━━━━━ Dataset excerpts ━━━━━
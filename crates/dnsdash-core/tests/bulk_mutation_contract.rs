//! Contract Test: Bulk Mutations
//!
//! Constraints verified:
//! - Bulk items run sequentially, one remote call each
//! - A failed item is recorded and never aborts the batch
//! - A total outage still returns a BulkResult (every item failed)
//! - Exactly one store refresh and one selection clear per batch
//! - Non-proxyable or unknown ids are skipped by proxy toggling
//!
//! If this test fails, partial failures are being lost or hidden.

mod common;

use common::*;
use dnsdash_core::traits::Method;
use dnsdash_core::{Operation, OperationState, SyncEventKind};

#[tokio::test]
async fn bulk_delete_isolates_a_failing_item() {
    let gateway = MockGateway::new().with_zone("z1", "example.com", sample_records());
    gateway.fail_id("3", "Record is locked");
    let (engine, _events) = engine_for(&gateway);
    let mut session = session();
    engine.list_records(&mut session, "z1").await.unwrap();

    let result = engine
        .bulk_delete(&mut session, "z1", &ids(&["1", "2", "3", "4", "5"]))
        .await
        .unwrap();

    assert_eq!(result.attempted, 5);
    assert_eq!(result.succeeded, 4);
    assert_eq!(result.failures.len(), 1);
    assert_eq!(result.failures[0].id, "3");
    assert_eq!(result.failures[0].reason, "Record is locked");
    assert_eq!(result.refresh_error, None);

    // The trailing refresh reflects the remote outcome
    let held = store_ids(&session);
    assert_eq!(held.len(), 1);
    assert!(held.contains("3"));
    assert_eq!(gateway.remote_ids("z1"), vec!["3"]);
}

#[tokio::test]
async fn bulk_delete_issues_items_in_order_then_refreshes_once() {
    let gateway = MockGateway::new().with_zone("z1", "example.com", sample_records());
    let (engine, _events) = engine_for(&gateway);
    let mut session = session();
    engine.list_records(&mut session, "z1").await.unwrap();
    let before = gateway.requests().len();

    engine
        .bulk_delete(&mut session, "z1", &ids(&["4", "1", "4", "2"]))
        .await
        .unwrap();

    let calls: Vec<(Method, String)> = gateway.requests()[before..].to_vec();
    let deletes: Vec<&str> = calls
        .iter()
        .filter(|(method, _)| *method == Method::Delete)
        .map(|(_, endpoint)| endpoint.as_str())
        .collect();
    assert_eq!(
        deletes,
        vec![
            "zones/z1/dns_records/4",
            "zones/z1/dns_records/1",
            "zones/z1/dns_records/2",
        ]
    );

    // Two records remain and per_page is 2: one refresh is a single page
    let listings = calls
        .iter()
        .filter(|(method, endpoint)| *method == Method::Get && endpoint.contains("dns_records?"))
        .count();
    assert_eq!(listings, 1);
    assert!(matches!(calls.last(), Some((Method::Get, _))));
}

#[tokio::test]
async fn total_outage_fails_every_item_without_an_error() {
    let gateway = MockGateway::new().with_zone("z1", "example.com", sample_records());
    let (engine, mut events) = engine_for(&gateway);
    let mut session = session();
    engine.list_records(&mut session, "z1").await.unwrap();
    session.store_mut().select("1");
    session.store_mut().select("2");
    drain(&mut events);

    gateway.set_outage(true);
    let selected = session.store().selected_ids();
    let result = engine
        .bulk_delete(&mut session, "z1", &selected)
        .await
        .unwrap();

    assert_eq!(result.attempted, 2);
    assert_eq!(result.succeeded, 0);
    assert_eq!(result.failed(), 2);
    assert!(result.failures.iter().all(|f| f.reason == "connection refused"));
    assert_eq!(result.refresh_error.as_deref(), Some("connection refused"));

    // Selection cleared regardless; the stale snapshot is kept
    assert!(session.store().selection().is_empty());
    assert_eq!(session.store().len(), 5);
    assert!(matches!(
        session.state(),
        OperationState::Failed { operation: Operation::BulkDelete, .. }
    ));

    let failed_items = drain(&mut events)
        .into_iter()
        .filter(|e| matches!(e.kind, SyncEventKind::BulkItemFailed { .. }))
        .count();
    assert_eq!(failed_items, 2);
}

#[tokio::test]
async fn bulk_set_proxied_skips_non_proxyable_records() {
    let gateway = MockGateway::new().with_zone("z1", "example.com", sample_records());
    let (engine, _events) = engine_for(&gateway);
    let mut session = session();
    engine.list_records(&mut session, "z1").await.unwrap();

    let result = engine
        .bulk_set_proxied(
            &mut session,
            "z1",
            &ids(&["1", "2", "3", "4", "5", "missing"]),
            true,
        )
        .await
        .unwrap();

    assert_eq!(result.attempted, 3);
    assert_eq!(result.succeeded, 3);
    assert!(result.failures.is_empty());

    for id in ["1", "2", "3"] {
        assert_eq!(gateway.remote_proxied("z1", id), Some(true));
        assert!(session.store().get(id).unwrap().proxied);
    }
    assert_eq!(gateway.remote_proxied("z1", "4"), Some(false));

    let patches = gateway
        .requests()
        .iter()
        .filter(|(method, _)| *method == Method::Patch)
        .count();
    assert_eq!(patches, 3);
}

#[tokio::test]
async fn bulk_set_proxied_records_item_failures() {
    let gateway = MockGateway::new().with_zone("z1", "example.com", sample_records());
    gateway.fail_id("2", "Proxying is not available for this record");
    let (engine, _events) = engine_for(&gateway);
    let mut session = session();
    engine.list_records(&mut session, "z1").await.unwrap();
    session.store_mut().toggle_all(&ids(&["1", "2"]));
    let selected = session.store().selected_ids();

    let result = engine
        .bulk_set_proxied(&mut session, "z1", &selected, true)
        .await
        .unwrap();

    assert_eq!(result.attempted, 2);
    assert_eq!(result.succeeded, 1);
    assert_eq!(result.failures[0].id, "2");
    assert!(session.store().selection().is_empty());
    assert!(!session.store().get("2").unwrap().proxied);
}

#[tokio::test]
async fn bulk_with_no_items_still_refreshes() {
    let gateway = MockGateway::new().with_zone("z1", "example.com", sample_records());
    let (engine, _events) = engine_for(&gateway);
    let mut session = session();

    let result = engine.bulk_delete(&mut session, "z1", &[]).await.unwrap();
    assert_eq!(result.attempted, 0);
    assert!(result.is_success());
    assert_eq!(session.store().len(), 5);
    assert_eq!(session.active_zone(), Some("z1"));
}

#[tokio::test]
async fn bulk_requires_a_zone() {
    let gateway = MockGateway::new();
    let (engine, _events) = engine_for(&gateway);
    let mut session = session();

    let err = engine
        .bulk_delete(&mut session, " ", &ids(&["1"]))
        .await
        .unwrap_err();
    assert!(matches!(err, dnsdash_core::Error::ValidationFailed(_)));
    assert_eq!(gateway.call_count(), 0);
}
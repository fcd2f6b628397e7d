//! Zones, records and their local snapshot
//!
//! - [`model`]: record types, payloads and remote entity shapes
//! - [`store`]: the in-memory snapshot and selection set
//! - [`transfer`]: CSV/JSON import and export

pub mod model;
pub mod store;
pub mod transfer;

pub use model::{
    Account, AccountRef, DnsRecord, NewRecord, RecordData, RecordPatch, RecordType, SslMode,
    WireRecord, Zone,
};
pub use store::{RecordQuery, RecordStore, SelectionSet};
pub use transfer::{RecordRow, TransferFormat};
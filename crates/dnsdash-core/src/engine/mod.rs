//! Record synchronization engine
//!
//! The SyncEngine is responsible for:
//! - Listing zones, accounts and records through the RemoteGateway
//! - Applying single mutations, then refreshing the RecordStore wholesale
//! - Applying bulk mutations item by item, aggregating per-item outcomes
//! - Emitting a log trail of what happened
//!
//! ## Architecture
//!
//! ```text
//!                 ┌──────────────┐
//!  &mut Session ─▶│  SyncEngine  │── SyncEvent ──▶ log trail (mpsc)
//!                 └──────────────┘
//!                        │
//!          ┌─────────────┴─────────────┐
//!          ▼                           ▼
//! ┌─────────────────┐         ┌─────────────────┐
//! │  RemoteGateway  │         │  RecordStore    │
//! │  (one call per  │         │  (replaced after│
//! │   item)         │         │   every change) │
//! └─────────────────┘         └─────────────────┘
//! ```
//!
//! ## Mutation Flow
//!
//! 1. Validate locally (no network on failure)
//! 2. One gateway round trip per record
//! 3. Full `list_records` refresh into the store
//! 4. Bulk only: clear the selection once

use std::collections::HashSet;

use chrono::{DateTime, Utc};
use serde::Serialize;
use serde_json::{Value, json};
use tokio::sync::mpsc;
use tracing::{debug, info, warn};

use crate::config::SyncConfig;
use crate::error::{Error, Result};
use crate::records::{Account, DnsRecord, NewRecord, RecordPatch, SslMode, WireRecord, Zone};
use crate::session::{Operation, OperationState, Session};
use crate::traits::{GatewayRequest, GatewayResponse, Method, RemoteGateway};

/// Page size used for zone and account listings
const DIRECTORY_PAGE_SIZE: u32 = 50;

/// What happened, for the log trail
#[derive(Debug, Clone, PartialEq, Eq)]
pub enum SyncEventKind {
    /// Operation started
    Started { operation: Operation },

    /// Operation completed without errors
    Applied { operation: Operation },

    /// Operation failed (or a bulk operation had failed items)
    Failed { operation: Operation, reason: String },

    /// One item of a bulk operation failed
    BulkItemFailed {
        operation: Operation,
        id: String,
        reason: String,
    },

    /// Bulk operation ran over all its items
    BulkCompleted {
        operation: Operation,
        attempted: usize,
        succeeded: usize,
        failed: usize,
    },

    /// RecordStore replaced with a fresh snapshot
    RecordsRefreshed { zone_id: String, count: usize },
}

/// Timestamped log-trail entry
#[derive(Debug, Clone, PartialEq, Eq)]
pub struct SyncEvent {
    pub at: DateTime<Utc>,
    pub kind: SyncEventKind,
}
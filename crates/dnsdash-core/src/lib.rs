// # dnsdash-core
//
// Core library for the dnsdash DNS dashboard.
//
// ## Architecture Overview
//
// - **AddressMath** (`addr::math`): IPv6 parsing, `ip6.arpa` names, random
//   addresses inside a prefix, IPv4 CIDR arithmetic
// - **AddressLab** (`addr::lab`): request/response layer over AddressMath
// - **RecordStore** (`records::store`): one zone's records plus the selection
//   used for bulk operations
// - **SyncEngine** (`engine`): single and bulk mutations through a
//   RemoteGateway, with a full refresh after every change
// - **Session** (`session`): credentials, record snapshot and operation state
//   of one dashboard session
// - **RemoteGateway** (`traits`): the only network access point
//
// ## Design Principles
//
// 1. **Pure address math**: no I/O, safe to call from anywhere
// 2. **Remote is authoritative**: the store is replaced, never patched
// 3. **Independent bulk items**: one failure never aborts a batch
// 4. **Library-First**: the CLI is a thin shell over this crate

pub mod addr;
pub mod config;
pub mod engine;
pub mod error;
pub mod records;
pub mod session;
pub mod traits;

// Re-export core types for convenience
pub use addr::AddressLab;
pub use config::{DashConfig, GatewayConfig, LabConfig, SyncConfig};
pub use engine::{Ack, BulkFailure, BulkResult, SyncEngine, SyncEvent, SyncEventKind};
pub use error::{Error, Result};
pub use records::{DnsRecord, NewRecord, RecordPatch, RecordStore, RecordType};
pub use session::{Operation, OperationState, Session};
pub use traits::{Credentials, RemoteGateway, RemoteGatewayFactory};
//! Core traits for dnsdash
//!
//! This module defines the abstract interfaces that implementations must follow.
//!
//! - [`RemoteGateway`]: relay a call to the remote record API

pub mod gateway;

pub use gateway::{
    Credentials, GatewayMessage, GatewayRequest, GatewayResponse, Method, PageInfo,
    RemoteGateway, RemoteGatewayFactory,
};
//! Address computation
//!
//! - [`math`]: IPv6 parsing, `ip6.arpa` names, prefix sampling, IPv4 CIDR arithmetic
//! - [`lab`]: request/response layer used by callers

pub mod lab;
pub mod math;

pub use lab::{AddressLab, Analysis, Sample};
pub use math::{
    ArpaName, Ipv4Prefix, Ipv6Address, Ipv6Prefix, Prefix, SubnetReport, ipv4_mask_from_prefix,
    parse_ipv4_prefix, parse_ipv6, parse_ipv6_prefix, parse_prefix, random_within_prefix,
    subnet_report, to_arpa_name,
};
━━━━━
#### What this task involves
Word for word, restate the data above from its first line down to and including the line with "async fn bulk_delete_isolates_a_failing_item()".

#### Exercise result
filename crates/dnsdash-core/tests/bulk_mutation_contract.rs
//! Contract Test: Bulk Mutations
//!
//! Constraints verified:
//! - Bulk items run sequentially, one remote call each
//! - A failed item is recorded and never aborts the batch
//! - A total outage still returns a BulkResult (every item failed)
//! - Exactly one store refresh and one selection clear per batch
//! - Non-proxyable or unknown ids are skipped by proxy toggling
//!
//! If this test fails, partial failures are being lost or hidden.

mod common;

use common::*;
use dnsdash_core::traits::Method;
use dnsdash_core::{Operation, OperationState, SyncEventKind};

#[tokio::test]
async fn bulk_delete_isolates_a_failing_item() {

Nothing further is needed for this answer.